Alberto Fernández, por su parte, tuvo la inesperada buena suerte personal de ser elegido candidato a presidente finalmente victorioso por su segunda jefa política, y tuvo la mala suerte de que una pandemia única en un siglo lo enfrentó, como a todos los países del mundo, a un irremediable aumento del gasto público sin contar –debido a las ansiedades inflacionarias de su primer jefe– con el crédito en pesos para financiarlo. ¿Falló el presidente Fernández? Ya lo dijimos: la probabilidad más alta es el fracaso. Hubo en la Argentina de 2019-2021 una apasionada discusión con sorprendente sabor filosófico sobre la forma en que enfrentó la catástrofe sanitaria. Quizás demasiada cuarentena (¿poca libertad?), y entonces menos actividad económica, y entonces mayores desequilibrios fiscales, y entonces mayor emisión monetaria y mayores disensos distributivos, y entonces precios que terminarían desbocándose. ¿Error de política o tragedia universal, como se defendió Fernández? No vamos a dictaminar sobre ese debate. ¿Fue la pandemia o fue la cuarentena lo que hizo que la Argentina descendiera un escalón más? No tenemos una respuesta definitiva a esa pregunta. El hecho es que la inflación de Cristina había sido en promedio de algo así como el 25% anual, la de Macri de algo así como del 50% al finalizar su gestión, la de Alberto terminaría siendo de más del 100% y liderada –debido a la lógica acumulativa de las restricciones al comercio– por sectores con creciente poder monopólico en el mercado interno. Así son los controles de cambio y los proteccionismos cuando pierden el sentido que alguna vez tuvieron. De ese modo, el presidente ¿kirchnerista? quedó coronando con el espinoso cetro de ser el primer peronista que no pudo recuperar los salarios reales después de una crisis ajena.

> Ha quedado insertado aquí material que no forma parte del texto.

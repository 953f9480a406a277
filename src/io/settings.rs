use std::path::{Path, PathBuf};

use anyhow::{Context, Result};
use directories::ProjectDirs;
use serde::{Deserialize, Serialize};
use tracing::debug;

/// Per-user application settings.
///
/// Deliberately small: view mode and overlay choices are session state
/// and are not stored here.
#[derive(Debug, Clone, Default, Serialize, Deserialize)]
pub struct Settings {
    /// Schedule file reopened on launch.
    pub last_schedule: Option<PathBuf>,
}

impl Settings {
    /// Platform config directory for siteline, if one can be determined.
    pub fn config_dir() -> Option<PathBuf> {
        ProjectDirs::from("", "", "siteline").map(|dirs| dirs.config_dir().to_path_buf())
    }

    fn settings_path() -> Option<PathBuf> {
        Self::config_dir().map(|dir| dir.join("settings.json"))
    }

    /// Load settings, falling back to defaults on any failure. A missing
    /// or unreadable file is a first-run condition, not an error.
    pub fn load() -> Settings {
        let Some(path) = Self::settings_path() else {
            return Settings::default();
        };
        Self::load_from(&path)
    }

    fn load_from(path: &Path) -> Settings {
        match std::fs::read_to_string(path) {
            Ok(json) => serde_json::from_str(&json).unwrap_or_else(|e| {
                debug!(path = %path.display(), error = %e, "settings file unreadable, using defaults");
                Settings::default()
            }),
            Err(e) => {
                debug!(path = %path.display(), error = %e, "no settings file, using defaults");
                Settings::default()
            }
        }
    }

    pub fn save(&self) -> Result<()> {
        let path = Self::settings_path().context("no config directory on this platform")?;
        self.save_to(&path)
    }

    fn save_to(&self, path: &Path) -> Result<()> {
        if let Some(parent) = path.parent() {
            std::fs::create_dir_all(parent)
                .with_context(|| format!("creating {}", parent.display()))?;
        }
        let json = serde_json::to_string_pretty(self)?;
        std::fs::write(path, json).with_context(|| format!("writing {}", path.display()))
    }
}

#[cfg(test)]
mod tests {
    use super::*;

    #[test]
    fn settings_round_trip() {
        let dir = tempfile::tempdir().unwrap();
        let path = dir.path().join("nested").join("settings.json");

        let settings = Settings {
            last_schedule: Some(PathBuf::from("/jobs/tower-a.siteline.json")),
        };
        settings.save_to(&path).unwrap();

        let loaded = Settings::load_from(&path);
        assert_eq!(loaded.last_schedule, settings.last_schedule);
    }

    #[test]
    fn corrupt_settings_fall_back_to_defaults() {
        let dir = tempfile::tempdir().unwrap();
        let path = dir.path().join("settings.json");
        std::fs::write(&path, "][").unwrap();
        let loaded = Settings::load_from(&path);
        assert!(loaded.last_schedule.is_none());
    }
}
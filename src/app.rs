use std::path::PathBuf;

use chrono::NaiveDate;
use tracing::debug;
use uuid::Uuid;

use crate::io::{self, Settings};
use crate::model::{
    OverlayRegistry, Schedule, Task, TimeRange, Trade, ViewMode, ViewportController,
    WeatherCondition, WeatherRecord,
};
use crate::ui;

/// Main application state.
pub struct SitelineApp {
    pub schedule: Schedule,
    pub range: TimeRange,
    pub viewport: ViewportController,
    pub view_mode: ViewMode,
    pub overlays: OverlayRegistry,
    pub settings: Settings,
    pub file_path: Option<PathBuf>,
    pub selected_task: Option<Uuid>,

    // Dialog state
    pub show_add_task: bool,
    pub show_about: bool,
    pub show_csv_help: bool,
    pub new_task_title: String,
    pub new_task_start: NaiveDate,
    pub new_task_due: NaiveDate,
    pub new_task_trade: Trade,
    pub new_task_is_milestone: bool,

    // Status message
    pub status_message: String,

    // Filter / search
    pub search_query: String,

    // Pending actions from nested UI closures
    pub pending_add_dependency: Option<crate::model::Dependency>,
}
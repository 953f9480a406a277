use chrono::NaiveDate;
use tracing::debug;

use crate::model::timeline::TimeRange;

/// Measured pixel extents of the chart area.
///
/// `scrollable_width` is the total pannable extent; `visible_width` is
/// the window currently on screen. Both come from the hosting panel and
/// are zero until the first layout pass.
#[derive(Debug, Clone, Copy, PartialEq, Default)]
pub struct ViewportGeometry {
    pub scrollable_width: f32,
    pub visible_width: f32,
}

impl ViewportGeometry {
    pub fn new(scrollable_width: f32, visible_width: f32) -> Self {
        Self {
            scrollable_width: scrollable_width.max(0.0),
            visible_width: visible_width.max(0.0),
        }
    }

    /// False until the hosting panel has been laid out at least once.
    pub fn is_measurable(&self) -> bool {
        self.scrollable_width > 0.0
    }
}

/// Fraction of the range elapsed at `date`. Unclamped: dates before the
/// range go negative, dates after it exceed 1.
fn elapsed_fraction(date: NaiveDate, range: &TimeRange) -> f32 {
    let total = range.total_days();
    if total == 0 {
        return 0.0;
    }
    (date - range.start).num_days() as f32 / total as f32
}

/// Map a date to a pixel offset within the scrollable extent.
///
/// The fraction is clamped into `[0, 1]` so out-of-range dates pin to
/// the nearest edge instead of producing offsets past the chart.
pub fn date_to_offset(date: NaiveDate, range: &TimeRange, geometry: &ViewportGeometry) -> f32 {
    elapsed_fraction(date, range).clamp(0.0, 1.0) * geometry.scrollable_width
}

/// Scroll offset that brings `date` to the visual center of the viewport,
/// clamped into the scrollable extent.
pub fn centered_offset(date: NaiveDate, range: &TimeRange, geometry: &ViewportGeometry) -> f32 {
    let raw = date_to_offset(date, range, geometry) - geometry.visible_width / 2.0;
    raw.clamp(0.0, geometry.scrollable_width)
}

/// Duration of an animated scroll, in seconds.
const SMOOTH_SCROLL_SECS: f32 = 0.3;

#[derive(Debug, Clone, Copy)]
struct ScrollTransition {
    from: f32,
    to: f32,
    elapsed: f32,
}

/// Owns the horizontal scroll position of the timeline.
///
/// All targets are clamped into `[0, scrollable_width]`. Smooth scrolls
/// are fire-and-forget: issuing a new command while one is in flight
/// silently supersedes it, so rapid successive calls are last-write-wins.
#[derive(Debug, Clone, Default)]
pub struct ViewportController {
    geometry: ViewportGeometry,
    offset: f32,
    transition: Option<ScrollTransition>,
    pending_jump: bool,
}

impl ViewportController {
    pub fn offset(&self) -> f32 {
        self.offset
    }

    pub fn geometry(&self) -> ViewportGeometry {
        self.geometry
    }

    /// Adopt freshly measured extents and re-clamp any stored positions.
    pub fn set_geometry(&mut self, geometry: ViewportGeometry) {
        self.geometry = geometry;
        self.offset = self.offset.clamp(0.0, geometry.scrollable_width);
        if let Some(t) = &mut self.transition {
            t.to = t.to.clamp(0.0, geometry.scrollable_width);
        }
    }

    /// Move the viewport to `target`, clamped into the scrollable extent.
    ///
    /// With `smooth` the move animates over a fixed duration and cannot
    /// be awaited; without it the jump applies on the next frame.
    pub fn scroll_to(&mut self, target: f32, smooth: bool) {
        let target = target.clamp(0.0, self.geometry.scrollable_width);
        if smooth {
            self.transition = Some(ScrollTransition {
                from: self.offset,
                to: target,
                elapsed: 0.0,
            });
            self.pending_jump = false;
        } else {
            self.offset = target;
            self.transition = None;
            self.pending_jump = true;
        }
    }

    /// Scroll so that `date` sits at the center of the visible window.
    ///
    /// No-ops when the viewport has not been measured yet; that is a
    /// startup ordering artifact, not an error.
    pub fn center_on_date(&mut self, date: NaiveDate, range: &TimeRange, smooth: bool) {
        if !self.geometry.is_measurable() {
            debug!(%date, "viewport not measurable yet, ignoring center request");
            return;
        }
        self.scroll_to(centered_offset(date, range, &self.geometry), smooth);
    }

    pub fn is_animating(&self) -> bool {
        self.transition.is_some()
    }

    /// Step the in-flight transition by `dt` seconds.
    ///
    /// Returns the offset to force onto the scroll area this frame, or
    /// `None` when the viewport is at rest and user scrolling rules.
    pub fn advance(&mut self, dt: f32) -> Option<f32> {
        if self.pending_jump {
            self.pending_jump = false;
            return Some(self.offset);
        }
        let t = self.transition.as_mut()?;
        t.elapsed += dt.max(0.0);
        let progress = (t.elapsed / SMOOTH_SCROLL_SECS).min(1.0);
        // Cubic ease-out.
        let eased = 1.0 - (1.0 - progress).powi(3);
        self.offset = t.from + (t.to - t.from) * eased;
        if progress >= 1.0 {
            self.offset = t.to;
            self.transition = None;
        }
        Some(self.offset)
    }

    /// Record an offset the user scrolled to manually. Ignored while an
    /// animation is in flight so it cannot fight the transition.
    pub fn sync(&mut self, observed: f32) {
        if self.transition.is_none() && !self.pending_jump {
            self.offset = observed.clamp(0.0, self.geometry.scrollable_width);
        }
    }
}

#[cfg(test)]
mod tests {
    use super::*;

    fn d(y: i32, m: u32, day: u32) -> NaiveDate {
        NaiveDate::from_ymd_opt(y, m, day).unwrap()
    }

    fn january() -> TimeRange {
        TimeRange::new(d(2026, 1, 1), d(2026, 1, 31))
    }

    fn geometry() -> ViewportGeometry {
        ViewportGeometry::new(3000.0, 500.0)
    }

    /// Drive the controller until its animation settles.
    fn settle(controller: &mut ViewportController) {
        for _ in 0..100 {
            controller.advance(1.0 / 60.0);
            if !controller.is_animating() {
                break;
            }
        }
    }

    #[test]
    fn mid_january_maps_to_mid_chart() {
        let range = january();
        let geo = geometry();
        assert_eq!(range.total_days(), 30);
        let raw = date_to_offset(d(2026, 1, 16), &range, &geo);
        assert_eq!(raw, 1500.0);
        assert_eq!(centered_offset(d(2026, 1, 16), &range, &geo), 1250.0);
    }

    #[test]
    fn range_start_centers_clamp_to_zero() {
        let range = january();
        let geo = geometry();
        assert_eq!(date_to_offset(d(2026, 1, 1), &range, &geo), 0.0);
        assert_eq!(centered_offset(d(2026, 1, 1), &range, &geo), 0.0);
    }

    #[test]
    fn offsets_are_monotonic_within_range() {
        let range = january();
        let geo = geometry();
        let mut prev = f32::MIN;
        let mut date = range.start;
        while date <= range.end {
            let offset = date_to_offset(date, &range, &geo);
            assert!(offset >= prev, "offset regressed at {date}");
            prev = offset;
            date += chrono::Duration::days(1);
        }
    }

    #[test]
    fn degenerate_range_maps_everything_to_zero() {
        let range = TimeRange::new(d(2026, 6, 1), d(2026, 6, 1));
        let geo = geometry();
        for probe in [d(2020, 1, 1), d(2026, 6, 1), d(2030, 12, 31)] {
            assert_eq!(date_to_offset(probe, &range, &geo), 0.0);
        }
    }

    #[test]
    fn out_of_range_dates_pin_to_edges() {
        let range = january();
        let geo = geometry();
        assert_eq!(date_to_offset(d(2025, 12, 1), &range, &geo), 0.0);
        assert_eq!(date_to_offset(d(2026, 3, 1), &range, &geo), 3000.0);
    }

    #[test]
    fn scroll_targets_clamp_into_extent() {
        let mut c = ViewportController::default();
        c.set_geometry(geometry());
        c.scroll_to(-400.0, false);
        assert_eq!(c.offset(), 0.0);
        c.scroll_to(9999.0, false);
        assert_eq!(c.offset(), 3000.0);
        c.scroll_to(3000.0, false);
        assert_eq!(c.offset(), 3000.0);
    }

    #[test]
    fn smooth_scroll_settles_on_target() {
        let mut c = ViewportController::default();
        c.set_geometry(geometry());
        c.scroll_to(1200.0, true);
        assert!(c.is_animating());
        settle(&mut c);
        assert!(!c.is_animating());
        assert_eq!(c.offset(), 1200.0);
    }

    #[test]
    fn rapid_scrolls_are_last_write_wins() {
        let mut c = ViewportController::default();
        c.set_geometry(geometry());
        c.scroll_to(2500.0, true);
        c.advance(0.05);
        c.scroll_to(100.0, true);
        settle(&mut c);
        assert_eq!(c.offset(), 100.0);
    }

    #[test]
    fn center_request_before_layout_is_ignored() {
        let mut c = ViewportController::default();
        c.center_on_date(d(2026, 1, 16), &january(), true);
        assert!(!c.is_animating());
        assert_eq!(c.offset(), 0.0);
    }

    #[test]
    fn center_on_date_matches_centered_offset() {
        let mut c = ViewportController::default();
        c.set_geometry(geometry());
        c.center_on_date(d(2026, 1, 16), &january(), false);
        c.advance(0.0);
        assert_eq!(c.offset(), 1250.0);
    }

    #[test]
    fn manual_sync_ignored_while_animating() {
        let mut c = ViewportController::default();
        c.set_geometry(geometry());
        c.scroll_to(2000.0, true);
        c.sync(50.0);
        settle(&mut c);
        assert_eq!(c.offset(), 2000.0);
        c.sync(50.0);
        assert_eq!(c.offset(), 50.0);
    }

    #[test]
    fn shrinking_geometry_reclamps_offset() {
        let mut c = ViewportController::default();
        c.set_geometry(geometry());
        c.scroll_to(2800.0, false);
        c.advance(0.0);
        c.set_geometry(ViewportGeometry::new(1000.0, 500.0));
        assert_eq!(c.offset(), 1000.0);
    }
}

Cristina, Mauricio, Alberto, todos rematando la historia en el mismo lodo. Todos en el mismo lodo a pesar de las protestas que cada uno de ellos podría esbozar frente a esta identificación. Algo sabemos de ese lodo. Algo hemos escrito sobre ese lodo en estas páginas. Alguien quizás sepa cómo se sale de él, cómo se encuentra una razón que no termine en locura. Alguien tendrá la llave del cofre de la sabiduría. Pero eso no es materia de este ensayo.

Mi agradecimiento a Luis Beccaria y a Oscar Cetrángolo, que generosamente me enseñaron, me leyeron y me comentaron.